The useful question is not how to make the whole thing cheap, but which parts you actually need. A worn front tooth that flashes when you smile may genuinely call for a veneer or crown. A row of teeth that are simply a few shades too dark may need nothing more than whitening. Confusing those two situations is the most common way people overspend on cosmetic dentistry. An honest plan draws the line for you and does not blur it.
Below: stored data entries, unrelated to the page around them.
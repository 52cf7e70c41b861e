use crate::error::{OperationError, Result};
use crate::geometry::Contour;

/// Finds closed contours whose enclosed area falls below a threshold.
///
/// Areas are computed in the contours' native unit and multiplied by the
/// area scale before comparison, so a threshold given in cm² can be applied
/// to contours measured in mm² with a scale of `0.01`. Open contours are
/// never islands.
#[derive(Debug)]
pub struct FindIslands {
    threshold: f64,
    area_scale: f64,
}

impl FindIslands {
    /// Creates a new `FindIslands` query with an area scale of `1.0`.
    ///
    /// # Errors
    ///
    /// Returns `OperationError::InvalidThreshold` if `threshold` is negative
    /// or not finite.
    pub fn new(threshold: f64) -> Result<Self> {
        if !threshold.is_finite() || threshold < 0.0 {
            return Err(OperationError::InvalidThreshold {
                parameter: "threshold",
                value: threshold,
            }
            .into());
        }
        Ok(Self {
            threshold,
            area_scale: 1.0,
        })
    }

    /// Sets the factor converting native areas into the threshold's unit.
    ///
    /// # Errors
    ///
    /// Returns `OperationError::InvalidInput` if `scale` is not a finite
    /// positive number.
    pub fn with_area_scale(mut self, scale: f64) -> Result<Self> {
        if !scale.is_finite() || scale <= 0.0 {
            return Err(OperationError::InvalidInput(format!(
                "area scale must be finite and positive, got {scale}"
            ))
            .into());
        }
        self.area_scale = scale;
        Ok(self)
    }

    /// Executes the query, returning the indices of islands in input order.
    #[must_use]
    pub fn execute(&self, contours: &[Contour]) -> Vec<usize> {
        contours
            .iter()
            .enumerate()
            .filter(|(_, c)| c.is_closed() && c.area() * self.area_scale < self.threshold)
            .map(|(i, _)| i)
            .collect()
    }
}
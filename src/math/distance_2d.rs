use super::{Point2, TOLERANCE};

/// Returns the parameter `t` in `[0, 1]` of the point on segment `a → b`
/// closest to `p`.
///
/// A zero-length segment yields `0.0`.
#[must_use]
pub fn closest_param_on_segment(p: &Point2, a: &Point2, b: &Point2) -> f64 {
    let d = b - a;
    let len_sq = d.norm_squared();
    if len_sq < TOLERANCE * TOLERANCE {
        return 0.0;
    }
    ((p - a).dot(&d) / len_sq).clamp(0.0, 1.0)
}

/// Returns the squared minimum distance from `p` to the segment `a → b`.
#[must_use]
pub fn point_to_segment_dist_sq(p: &Point2, a: &Point2, b: &Point2) -> f64 {
    let t = closest_param_on_segment(p, a, b);
    let closest = a + (b - a) * t;
    (p - closest).norm_squared()
}

/// Returns the minimum distance from `p` to the segment `a → b`.
#[must_use]
pub fn point_to_segment_dist(p: &Point2, a: &Point2, b: &Point2) -> f64 {
    point_to_segment_dist_sq(p, a, b).sqrt()
}

/// Returns `true` if `p` lies on the segment `a → b` within [`TOLERANCE`].
#[must_use]
pub fn point_on_segment(p: &Point2, a: &Point2, b: &Point2) -> bool {
    point_to_segment_dist_sq(p, a, b) <= TOLERANCE * TOLERANCE
}

/// Returns the minimum distance from `p` to the boundary of a closed polyline,
/// including the implicit closing edge.
#[must_use]
pub fn point_to_boundary_dist(p: &Point2, polygon: &[Point2]) -> f64 {
    let n = polygon.len();
    match n {
        0 => f64::INFINITY,
        1 => (p - polygon[0]).norm(),
        _ => (0..n)
            .map(|i| point_to_segment_dist_sq(p, &polygon[i], &polygon[(i + 1) % n]))
            .fold(f64::INFINITY, f64::min)
            .sqrt(),
    }
}
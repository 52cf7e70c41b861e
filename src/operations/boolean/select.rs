use crate::math::polygon_2d::Winding;

use super::classify::{Crossing, EdgeStatus};
use super::graph::ContourSource;

/// The type of boolean operation.
#[derive(Debug, Clone, Copy, PartialEq, Eq)]
pub enum BooleanOp {
    Union,
    Subtract,
    Intersect,
    /// Symmetric difference, derived as `(A - B) ∪ (B - A)`.
    Xor,
}

impl BooleanOp {
    /// Windings the two inputs are normalized to before tracing.
    ///
    /// Subtraction runs B against A's orientation so the traced path turns
    /// into B's interior where it leaves A.
    #[must_use]
    pub fn required_windings(self) -> (Winding, Winding) {
        match self {
            Self::Subtract => (Winding::CounterClockwise, Winding::Clockwise),
            Self::Union | Self::Intersect | Self::Xor => {
                (Winding::CounterClockwise, Winding::CounterClockwise)
            }
        }
    }

    /// List a trace continues on after a labelled crossing.
    ///
    /// Union and subtraction follow the boundary that leaves the other
    /// polygon, intersection the one that enters it. Union therefore returns
    /// to A at exiting nodes, subtraction only leaves A where A enters B, and
    /// intersection switches lists at every crossing.
    #[must_use]
    pub fn continues_on(self, crossing: Crossing) -> ContourSource {
        match (self, crossing) {
            (Self::Union | Self::Subtract | Self::Xor, Crossing::Exiting)
            | (Self::Intersect, Crossing::Entering) => ContourSource::A,
            (Self::Union | Self::Subtract | Self::Xor, Crossing::Entering)
            | (Self::Intersect, Crossing::Exiting) => ContourSource::B,
        }
    }
}

/// Determines whether the edge leaving a node belongs to the result boundary.
///
/// | Edge        | vs other polygon | Union | Subtract(A-B) | Intersect |
/// |-------------|------------------|-------|---------------|-----------|
/// | from A      | OUTSIDE          | keep  | keep          | discard   |
/// | from A      | INSIDE           | discard | discard     | keep      |
/// | from A      | SHARED, same dir | keep  | keep          | keep      |
/// | from A      | SHARED, opposite | discard | discard     | discard   |
/// | from B      | OUTSIDE          | keep  | discard       | discard   |
/// | from B      | INSIDE           | discard | keep        | keep      |
/// | from B      | SHARED           | discard | discard     | discard   |
///
/// Shared runs are emitted once, from A. Under subtraction B is reversed, so
/// "same direction" means the two inputs touch from opposite sides.
/// Symmetric difference is never traced directly and keeps nothing.
#[allow(clippy::match_same_arms)]
#[must_use]
pub fn keeps_edge(source: ContourSource, status: EdgeStatus, op: BooleanOp) -> bool {
    match (source, status, op) {
        (_, _, BooleanOp::Xor) => false,

        (ContourSource::A, EdgeStatus::Outside, BooleanOp::Union | BooleanOp::Subtract) => true,
        (ContourSource::A, EdgeStatus::Outside, BooleanOp::Intersect) => false,
        (ContourSource::A, EdgeStatus::Inside, BooleanOp::Intersect) => true,
        (ContourSource::A, EdgeStatus::Inside, BooleanOp::Union | BooleanOp::Subtract) => false,
        (ContourSource::A, EdgeStatus::SharedSame, _) => true,
        (ContourSource::A, EdgeStatus::SharedOpposite, _) => false,

        (ContourSource::B, EdgeStatus::Outside, BooleanOp::Union) => true,
        (ContourSource::B, EdgeStatus::Outside, BooleanOp::Subtract | BooleanOp::Intersect) => {
            false
        }
        (ContourSource::B, EdgeStatus::Inside, BooleanOp::Subtract | BooleanOp::Intersect) => true,
        (ContourSource::B, EdgeStatus::Inside, BooleanOp::Union) => false,
        (ContourSource::B, EdgeStatus::SharedSame | EdgeStatus::SharedOpposite, _) => false,
    }
}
That distinction is the reason the one-dentist setup tends to work in a patient's favor. The same person who diagnoses the problem builds the plan and does the work, so there is no handoff where small repairs quietly become large ones. You can learn more about how these treatments fit together on our cosmetic dentistry page. The goal is a smile you are comfortable with, reached through the least amount of work that gets you there, paid for in a sequence you can see and afford.
Frequently Asked Questions
Can I get a smile makeover for under $5,000 in Las Vegas? Often, yes, depending on what your teeth need. A plan built around whitening, some bonding, and maybe a single crown can typically land under that figure. Full veneer cases run higher, but not every makeover requires veneers, which is exactly why a staged plan matters.
Does insurance cover any of a smile makeover? Purely cosmetic work like veneers and whitening is usually not covered, but restorative pieces can be different. A crown placed because a tooth is cracked may be partially covered as a medical necessity. A written plan that separates cosmetic items from health-related ones makes it easier to see what your insurance might apply to.
Do I have to do everything at once? No. Because a makeover is a sequence of separate treatments, most plans can be phased over months as your budget allows. Each phase leaves you better off than before, and you can pause between stages without harming the final result.
Which treatment gives the biggest change for the least money? For many people, professional whitening delivers the most visible improvement per dollar, often for a few hundred dollars. Bonding to fix a chip or close a small gap is the next most cost-effective step. Veneers create the largest change but cost the most, so they tend to come last in a careful plan.
Why do quotes from different offices vary so much? Usually because each office is pricing a different bundle of treatments, not the same thing at different rates. One quote may assume ten veneers while another assumes whitening and two crowns. Asking each office for an itemized, staged plan is the fastest way to compare them honestly.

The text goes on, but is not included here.